Pick every line out of the entries below that holds the string "ResolvedAction", and report them.

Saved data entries
• • •

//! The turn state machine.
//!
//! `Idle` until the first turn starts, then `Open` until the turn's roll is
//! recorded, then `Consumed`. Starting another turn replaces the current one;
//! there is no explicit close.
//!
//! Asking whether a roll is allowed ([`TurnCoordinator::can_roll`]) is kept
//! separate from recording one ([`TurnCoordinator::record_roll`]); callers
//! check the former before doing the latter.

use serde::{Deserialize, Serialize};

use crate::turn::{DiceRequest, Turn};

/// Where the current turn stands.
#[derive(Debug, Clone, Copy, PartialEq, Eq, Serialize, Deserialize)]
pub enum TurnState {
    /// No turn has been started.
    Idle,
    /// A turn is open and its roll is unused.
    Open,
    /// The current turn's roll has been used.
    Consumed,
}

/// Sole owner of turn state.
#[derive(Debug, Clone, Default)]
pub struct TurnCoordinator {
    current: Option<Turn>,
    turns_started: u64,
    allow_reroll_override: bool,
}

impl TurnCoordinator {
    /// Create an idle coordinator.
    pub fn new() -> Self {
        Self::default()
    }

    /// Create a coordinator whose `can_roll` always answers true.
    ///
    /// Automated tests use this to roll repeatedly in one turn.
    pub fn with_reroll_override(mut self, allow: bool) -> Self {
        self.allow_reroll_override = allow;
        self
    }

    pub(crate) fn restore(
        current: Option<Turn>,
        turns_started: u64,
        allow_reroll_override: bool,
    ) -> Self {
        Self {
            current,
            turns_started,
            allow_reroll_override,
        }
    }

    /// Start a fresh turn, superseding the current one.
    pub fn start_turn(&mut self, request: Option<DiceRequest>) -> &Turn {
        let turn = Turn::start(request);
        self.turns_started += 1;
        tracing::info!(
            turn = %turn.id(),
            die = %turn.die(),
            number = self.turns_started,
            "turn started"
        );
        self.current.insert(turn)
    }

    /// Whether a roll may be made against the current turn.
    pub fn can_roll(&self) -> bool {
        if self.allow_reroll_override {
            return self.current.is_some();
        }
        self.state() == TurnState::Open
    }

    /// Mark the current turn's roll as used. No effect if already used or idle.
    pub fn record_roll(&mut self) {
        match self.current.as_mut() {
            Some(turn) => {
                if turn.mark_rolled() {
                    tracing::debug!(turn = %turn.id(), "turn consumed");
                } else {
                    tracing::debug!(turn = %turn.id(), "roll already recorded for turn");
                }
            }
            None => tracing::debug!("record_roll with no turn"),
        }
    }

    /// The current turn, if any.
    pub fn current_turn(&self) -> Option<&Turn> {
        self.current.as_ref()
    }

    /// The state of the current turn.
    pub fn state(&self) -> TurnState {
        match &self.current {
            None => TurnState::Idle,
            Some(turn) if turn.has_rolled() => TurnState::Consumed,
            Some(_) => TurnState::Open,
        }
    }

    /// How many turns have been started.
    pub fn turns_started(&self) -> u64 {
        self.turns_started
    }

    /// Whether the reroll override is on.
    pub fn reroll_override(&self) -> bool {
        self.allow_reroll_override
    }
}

• • •

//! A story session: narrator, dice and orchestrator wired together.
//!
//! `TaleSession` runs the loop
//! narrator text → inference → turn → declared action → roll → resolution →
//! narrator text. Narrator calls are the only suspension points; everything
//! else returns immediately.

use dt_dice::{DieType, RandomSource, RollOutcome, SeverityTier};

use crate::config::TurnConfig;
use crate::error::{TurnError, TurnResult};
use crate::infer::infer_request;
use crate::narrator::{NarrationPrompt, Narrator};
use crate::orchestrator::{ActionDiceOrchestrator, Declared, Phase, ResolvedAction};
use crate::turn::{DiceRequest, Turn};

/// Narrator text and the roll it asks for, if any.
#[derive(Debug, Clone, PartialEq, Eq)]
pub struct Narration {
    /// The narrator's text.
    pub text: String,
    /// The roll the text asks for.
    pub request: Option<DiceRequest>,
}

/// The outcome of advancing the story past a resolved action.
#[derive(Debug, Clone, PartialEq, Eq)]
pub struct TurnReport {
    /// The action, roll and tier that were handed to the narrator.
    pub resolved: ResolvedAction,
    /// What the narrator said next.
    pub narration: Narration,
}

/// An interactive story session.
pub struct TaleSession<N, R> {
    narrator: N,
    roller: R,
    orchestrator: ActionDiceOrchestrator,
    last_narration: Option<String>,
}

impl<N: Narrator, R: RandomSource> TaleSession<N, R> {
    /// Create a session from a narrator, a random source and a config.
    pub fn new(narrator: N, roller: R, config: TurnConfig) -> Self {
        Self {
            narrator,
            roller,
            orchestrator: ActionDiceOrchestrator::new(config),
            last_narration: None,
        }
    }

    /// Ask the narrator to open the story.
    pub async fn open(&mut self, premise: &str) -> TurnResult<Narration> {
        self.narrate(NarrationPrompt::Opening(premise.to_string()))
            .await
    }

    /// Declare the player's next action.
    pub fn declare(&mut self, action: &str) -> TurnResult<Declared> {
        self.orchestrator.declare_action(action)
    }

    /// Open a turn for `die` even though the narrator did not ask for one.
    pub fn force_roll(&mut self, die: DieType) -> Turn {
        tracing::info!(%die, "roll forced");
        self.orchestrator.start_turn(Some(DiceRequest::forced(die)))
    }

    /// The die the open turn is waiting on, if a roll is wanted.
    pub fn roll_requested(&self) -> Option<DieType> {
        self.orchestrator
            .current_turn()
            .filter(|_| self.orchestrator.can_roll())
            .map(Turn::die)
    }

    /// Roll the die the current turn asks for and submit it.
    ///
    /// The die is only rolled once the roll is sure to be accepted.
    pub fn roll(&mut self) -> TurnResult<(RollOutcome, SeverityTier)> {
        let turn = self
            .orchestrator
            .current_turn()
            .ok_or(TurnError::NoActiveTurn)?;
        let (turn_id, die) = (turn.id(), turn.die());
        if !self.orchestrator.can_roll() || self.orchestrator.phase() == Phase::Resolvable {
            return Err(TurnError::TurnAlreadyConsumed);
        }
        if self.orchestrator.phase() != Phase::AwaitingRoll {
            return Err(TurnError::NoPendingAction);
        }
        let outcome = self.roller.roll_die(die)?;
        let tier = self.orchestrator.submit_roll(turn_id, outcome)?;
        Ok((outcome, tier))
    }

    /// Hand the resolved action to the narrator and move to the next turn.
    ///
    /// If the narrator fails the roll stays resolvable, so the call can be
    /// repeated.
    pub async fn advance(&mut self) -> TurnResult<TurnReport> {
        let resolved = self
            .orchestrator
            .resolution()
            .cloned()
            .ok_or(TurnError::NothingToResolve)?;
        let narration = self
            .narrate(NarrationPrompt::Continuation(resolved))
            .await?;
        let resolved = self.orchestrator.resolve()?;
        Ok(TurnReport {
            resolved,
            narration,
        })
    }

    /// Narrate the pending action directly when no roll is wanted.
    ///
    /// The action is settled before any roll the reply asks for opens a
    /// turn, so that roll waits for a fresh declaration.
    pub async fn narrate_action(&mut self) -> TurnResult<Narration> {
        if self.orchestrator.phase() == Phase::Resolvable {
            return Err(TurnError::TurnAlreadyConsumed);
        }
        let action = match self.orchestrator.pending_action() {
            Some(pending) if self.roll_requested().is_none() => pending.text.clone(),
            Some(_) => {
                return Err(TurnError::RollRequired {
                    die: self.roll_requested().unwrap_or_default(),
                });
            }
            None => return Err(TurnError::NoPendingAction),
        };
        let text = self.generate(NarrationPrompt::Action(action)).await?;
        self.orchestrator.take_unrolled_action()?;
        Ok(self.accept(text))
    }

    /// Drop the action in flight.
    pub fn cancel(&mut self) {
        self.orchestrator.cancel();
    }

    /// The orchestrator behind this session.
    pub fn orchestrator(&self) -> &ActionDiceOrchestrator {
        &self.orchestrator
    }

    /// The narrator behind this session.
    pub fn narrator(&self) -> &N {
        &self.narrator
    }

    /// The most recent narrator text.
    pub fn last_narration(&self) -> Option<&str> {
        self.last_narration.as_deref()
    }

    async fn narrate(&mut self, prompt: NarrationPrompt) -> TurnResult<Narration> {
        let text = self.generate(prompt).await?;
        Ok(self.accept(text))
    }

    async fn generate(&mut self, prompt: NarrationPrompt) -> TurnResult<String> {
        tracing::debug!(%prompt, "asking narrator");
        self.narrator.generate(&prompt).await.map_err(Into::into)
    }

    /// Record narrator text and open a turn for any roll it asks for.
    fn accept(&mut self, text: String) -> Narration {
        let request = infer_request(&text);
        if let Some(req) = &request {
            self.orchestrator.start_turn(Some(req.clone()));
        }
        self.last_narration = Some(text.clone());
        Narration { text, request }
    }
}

• • •

### REPLY TO THE EXERCISE
use crate::orchestrator::{ActionDiceOrchestrator, Declared, Phase, ResolvedAction};
    pub resolved: ResolvedAction,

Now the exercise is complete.